1922 film by Ralph Ince

Channing of the Northwest is a 1922 American silent drama film directed by Ralph Ince and starring Eugene O'Brien, Gladden James and Norma Shearer.

==Plot==
As described in a film magazine, Channing (O'Brien), a member of the Northwest Mounted Police and known to his fellows as "the Duke," is sent to a town to watch a gang of outlaws that have crossed the border from the United States and are suspected in the shooting of a Northwest Mounted Policeman. He meets Cicily Varden (Naldi) who is engaged to a youth living with the family. This young man has fallen in with the gang at McCook's saloon, and in an altercation shoots a man. The young woman attempts to hide him when Channing enters the cabin. Because her fiancé has broken his promise not to go to McCook's, she breaks her engagement with him and declares her love for Channing. This meets with the approval of her father when he learns of the circumstances.

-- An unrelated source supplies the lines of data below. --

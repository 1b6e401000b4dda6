use super::*;

#[derive(Clone, Default, Debug, Parser)]
pub struct Options {
  #[arg(long = "chain", value_enum, help = "Use <CHAIN>. [default: dogecoin]")]
  pub(crate) chain_argument: Option<Chain>,
  #[arg(long, help = "Load configuration from <CONFIG>.")]
  pub(crate) config: Option<PathBuf>,
  #[arg(long, help = "Load configuration from <CONFIG_DIR>.")]
  pub(crate) config_dir: Option<PathBuf>,
  #[arg(long, help = "Use fee rate of <FEE_RATE> koinu/byte. [default: 1.0]")]
  pub(crate) fee_rate: Option<FeeRate>,
  #[clap(long, short, help = "Specify output format. [default: json]")]
  pub(crate) format: Option<OutputFormat>,
  #[arg(long, help = "Split content into parts of at most <MAX_CHUNK_LEN> bytes. [default: 240]")]
  pub(crate) max_chunk_len: Option<usize>,
  #[arg(
    long,
    help = "Carry at most <MAX_PAYLOAD_LEN> envelope bytes per chained transaction. [default: 1500]"
  )]
  pub(crate) max_payload_len: Option<usize>,
  #[arg(
    long,
    help = "Lock <POSTAGE> koinu in every hash-lock and destination output. [default: 100000]"
  )]
  pub(crate) postage: Option<u64>,
  #[arg(long, short, help = "Use regtest. Equivalent to `--chain dogecoin-regtest`.")]
  pub(crate) regtest: bool,
  #[arg(
    long,
    help = "Sign transactions by piping base64 PSBTs through <SIGNER> command."
  )]
  pub(crate) signer: Option<String>,
  #[arg(long, short, help = "Use testnet. Equivalent to `--chain dogecoin-testnet`.")]
  pub(crate) testnet: bool,
}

The film is noted as having several flashbacks regarding Channing's life in England prior to enlisting in the Northwest Mounted.

==Cast==
- Eugene O'Brien as Channing
- Gladden James as Jim Franey
- Norma Shearer as Jess Driscoll
- James Seeley as Tom Driscoll
- Pat Hartigan as Sport McCool
- Nita Naldi as Cicily Varden
- Harry Lee as McCool's man
- Jack W. Johnston as Buddy
- C. Coulter as Channing's Uncle

==Bibliography==
- Jack Jacobs & Myron Braum. The films of Norma Shearer. A. S. Barnes, 1976.